One size fits all

 

A career in academia: One size fits all?

Diverse career paths, with the possibility of transitions between them, are best for both the educational institutions and the employees. Also the lecturers.



"A clear teaching career must be the career path of the skilled professionals and at the same time contribute to more mobility between working life and academia." writes the leader of the Researchers' Association, Guro Elisabeth Lind.

This week, Universitetsavisa published a report on the report "A comprehensive job structure in academia", which is currently out for consultation. Lecturer Carl Fredrik Dons is among those who support the committee's majority position and want one common top position in academia. We in the Researchers' Association does not support this solution but instead wants to further develop the current three career paths (lecturer, researcher, and professor) to ensure diversity, breadth, and flexibility. Universitetsavisa writes that "everyone except the Researchers' Association has agreed on the proposed solutions". It is sloppy wording because we agree on most things in the Job Structure Committee's report, including the problem descriptions and the desire to solve the problems in a good way. We only disagree on two individual points, and one of them concerns the lecturer's race. Let me explain why.

 When one experiences the prestige and career opportunities as better for the professors, it is very understandable that lecturers want to enter a common professorship. However, it is not the case that everyone will have the same conditions as today's professors if we create a common race. No more money will be added so that everyone can have the same amount of time and resources for research and development work. One will therefore either have to keep the current distribution of R&D resources or abolish the principle that some positions have roughly equal time for research and teaching. In that case, the distribution of teaching time and research resources will be entirely up to the employer's right to control. The Researchers' Association does not want that.

 If everyone is to be able to become a professor, regardless of whether they mainly conduct dissemination, teaching, innovation, business development, or research, it will have some consequences for how they arrange and assess employment and promotion. The research qualification requirement for a professor must then be lowered, with the unfortunate consequences it will have for quality and trust internationally. Alternatively, many who are currently associate professors, and who mainly conduct teaching and professional development, will never have an opportunity to qualify for a top position. The Researchers' Association does not want that either.

The current situation is due to the fact that the sector is diverse and that vocational education, in particular, is far closer to practice and is not funded in the same way for research as the traditional discipline subjects at the universities. The associate professor and lecturer race has therefore been an opportunity to recruit good professional workers for education and professional development. The controversy over an "academicization" of these educations and the strong need they constantly have for practice supervisors and being connected closely to the professional field outside, underlines a tension between different academic ideals. By setting requirements for a doctoral degree to get career development and lock everyone into a common a race where research will be dominant, we fear that there will be less room for skilled professionals from outside and that the practical teaching profession will be downgraded and lose further status. The goals of increased study quality and lifelong learning for employees means that we will need more good teachers in the future. Then we must take better care of the good teachers. A clear teaching career must be the career path of the skilled professionals and at the same time contribute to more mobility between working life and academia.

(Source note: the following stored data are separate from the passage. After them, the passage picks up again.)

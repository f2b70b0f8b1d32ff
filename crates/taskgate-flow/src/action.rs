// SPDX-FileCopyrightText: 2026 Taskgate Contributors
// SPDX-License-Identifier: MIT OR Apache-2.0

//! Inbound user actions and the callback payload grammar.
//!
//! The transport layer turns raw chat events into [`UserAction`] values.
//! Button presses arrive as opaque payload strings minted by this crate, so
//! parsing lives here next to the code that mints them.

use taskgate_core::error::TaskGateError;
use taskgate_core::types::TaskId;

use crate::calendar::{
    CalendarAction, CAL_NEXT_MONTH, CAL_NEXT_YEAR, CAL_NOOP, CAL_PREV_MONTH, CAL_PREV_YEAR,
};

/// Payload for the "no specific contact" option.
pub const CONTACT_NONE: &str = "-";

/// One inbound event from the chat transport, already classified.
#[derive(Debug, Clone, PartialEq, Eq)]
pub enum UserAction {
    /// "Complete" pressed on a task card.
    StartCompletion(TaskId),
    /// "Forward" pressed on a task card.
    StartForwarding(TaskId),
    /// An action-type option was picked.
    PickActionType(String),
    /// A contact person was picked; `None` is the placeholder option.
    PickContact(Option<String>),
    /// A result option was picked.
    PickResult(i64),
    /// A forwarding recipient was picked.
    PickRecipient(String),
    /// A date-picker button was pressed.
    Calendar(CalendarAction),
    /// Free text; meaning depends on the dialogue stage.
    Text(String),
    /// The user shared their own contact card (phone number).
    ShareContact { phone: String },
    /// `/reset`: abandon any dialogue in progress.
    Reset,
}

/// Parses a callback payload into a [`UserAction`].
///
/// Unknown or malformed payloads are [`TaskGateError::MalformedUserInput`];
/// the separator is matched once from the left so task numbers and codes
/// containing `_` survive intact.
pub fn parse_callback(data: &str) -> Result<UserAction, TaskGateError> {
    if let Some(action) = parse_calendar(data) {
        return Ok(UserAction::Calendar(action));
    }

    let (prefix, rest) = data
        .split_once('_')
        .ok_or_else(|| malformed(data))?;
    if rest.is_empty() {
        return Err(malformed(data));
    }

    match prefix {
        "done" => Ok(UserAction::StartCompletion(TaskId(rest.to_owned()))),
        "forward" => Ok(UserAction::StartForwarding(TaskId(rest.to_owned()))),
        "type" => Ok(UserAction::PickActionType(rest.to_owned())),
        "contact" => Ok(UserAction::PickContact(if rest == CONTACT_NONE {
            None
        } else {
            Some(rest.to_owned())
        })),
        "result" => rest
            .parse::<i64>()
            .map(UserAction::PickResult)
            .map_err(|_| malformed(data)),
        "recipient" => Ok(UserAction::PickRecipient(rest.to_owned())),
        _ => Err(malformed(data)),
    }
}

fn parse_calendar(data: &str) -> Option<CalendarAction> {
    match data {
        CAL_PREV_YEAR => Some(CalendarAction::PrevYear),
        CAL_NEXT_YEAR => Some(CalendarAction::NextYear),
        CAL_PREV_MONTH => Some(CalendarAction::PrevMonth),
        CAL_NEXT_MONTH => Some(CalendarAction::NextMonth),
        CAL_NOOP => Some(CalendarAction::Noop),
        _ => data
            .strip_prefix("cal:day:")
            .and_then(|day| day.parse::<u32>().ok())
            .map(CalendarAction::SelectDay),
    }
}

fn malformed(data: &str) -> TaskGateError {
    TaskGateError::MalformedUserInput(format!("unrecognized callback payload {data:?}"))
}
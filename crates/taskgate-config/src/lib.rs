// SPDX-FileCopyrightText: 2026 Taskgate Contributors
// SPDX-License-Identifier: MIT OR Apache-2.0

//! Configuration system for the Taskgate bot.
//!
//! Provides TOML configuration parsing with strict validation
//! (`deny_unknown_fields`), XDG file hierarchy lookup, and environment
//! variable overrides.

pub mod loader;
pub mod model;
pub mod validation;

pub use loader::{load_config, load_config_from_path, load_config_from_str};
pub use model::TaskGateConfig;
pub use validation::{render_errors, validate_for_serve, ConfigError};

/// Load configuration from the XDG hierarchy and validate it.
///
/// Returns either a valid [`TaskGateConfig`] or the full list of problems.
pub fn load_and_validate() -> Result<TaskGateConfig, Vec<ConfigError>> {
    match loader::load_config() {
        Ok(config) => {
            validation::validate_config(&config)?;
            Ok(config)
        }
        Err(err) => Err(vec![ConfigError::Parse(err)]),
    }
}

/// Load configuration from a TOML string and validate it.
///
/// Useful for testing and explicit configuration.
pub fn load_and_validate_str(toml_content: &str) -> Result<TaskGateConfig, Vec<ConfigError>> {
    match loader::load_config_from_str(toml_content) {
        Ok(config) => {
            validation::validate_config(&config)?;
            Ok(config)
        }
        Err(err) => Err(vec![ConfigError::Parse(err)]),
    }
}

 Today's three career races with three top positions with promotion schemes between the levels, and the possibility of transition between the races, will be most future-oriented in that it safeguards the breadth of the universities and colleges' tasks. With increasing externally funded research and an increasing volume of continuing and further education, there is a need for diversity. It speaks in favor of retaining distinct and good career paths, but with opportunities to move between them for people who have the competence and ambitions to do so.

 What Dons and other lecturers mainly seem to be dissatisfied with today's poor and unclear standards for promotion in the lecturer race and the status one has as a lecturer. The first thing you can, as we suggest, do something about by setting clear and national requirements for promotion as associate professor and lecturer. The time is ripe to get this in place. The status of the research and any precedence, we will probably not come to life with a name change and a common race. A "teaching professor" will probably not achieve a higher status among colleagues than a lecturer does today. Our common task must rather be to make the lecture tour clear, attractive - and not least as valued as it is important! Diversity in academia is good - one size does not fit all.